[Saved data entries]
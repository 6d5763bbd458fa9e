use std::collections::BTreeMap;

use serde::Serialize;

use super::insights::{Grade, Temperature};
use super::{ScoreResult, ScoringMethod};

/// Aggregate view over a batch of scores, used for pipeline status reporting.
#[derive(Debug, Clone, PartialEq, Serialize)]
pub struct ScoreSummary {
    pub total: usize,
    pub ml_scored: usize,
    pub rule_based: usize,
    pub ml_coverage_pct: f64,
    pub average_score: f64,
    pub grade_distribution: BTreeMap<&'static str, usize>,
    pub temperature_distribution: BTreeMap<&'static str, usize>,
}

impl ScoreSummary {
    pub fn from_results(results: &[ScoreResult]) -> Self {
        let total = results.len();
        let ml_scored = results
            .iter()
            .filter(|result| result.method == ScoringMethod::Ml)
            .count();

        let mut grade_distribution = BTreeMap::new();
        let mut temperature_distribution = BTreeMap::new();
        let mut score_sum: u64 = 0;

        for result in results {
            score_sum += u64::from(result.value);
            *grade_distribution
                .entry(Grade::from_score(result.value).label())
                .or_insert(0) += 1;
            *temperature_distribution
                .entry(Temperature::from_score(result.value).label())
                .or_insert(0) += 1;
        }

        let (ml_coverage_pct, average_score) = if total > 0 {
            (
                ml_scored as f64 / total as f64 * 100.0,
                score_sum as f64 / total as f64,
            )
        } else {
            (0.0, 0.0)
        };

        Self {
            total,
            ml_scored,
            rule_based: total - ml_scored,
            ml_coverage_pct,
            average_score,
            grade_distribution,
            temperature_distribution,
        }
    }
}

** Aim of the exercise **
Begin at the top of the records above and quote each line exactly, ending with the line that contains "let mut grade_distribution".

** Reply **
repository 6d5763bbd458fa9e
use std::collections::BTreeMap;

use serde::Serialize;

use super::insights::{Grade, Temperature};
use super::{ScoreResult, ScoringMethod};

/// Aggregate view over a batch of scores, used for pipeline status reporting.
#[derive(Debug, Clone, PartialEq, Serialize)]
pub struct ScoreSummary {
    pub total: usize,
    pub ml_scored: usize,
    pub rule_based: usize,
    pub ml_coverage_pct: f64,
    pub average_score: f64,
    pub grade_distribution: BTreeMap<&'static str, usize>,
    pub temperature_distribution: BTreeMap<&'static str, usize>,
}

impl ScoreSummary {
    pub fn from_results(results: &[ScoreResult]) -> Self {
        let total = results.len();
        let ml_scored = results
            .iter()
            .filter(|result| result.method == ScoringMethod::Ml)
            .count();

        let mut grade_distribution = BTreeMap::new();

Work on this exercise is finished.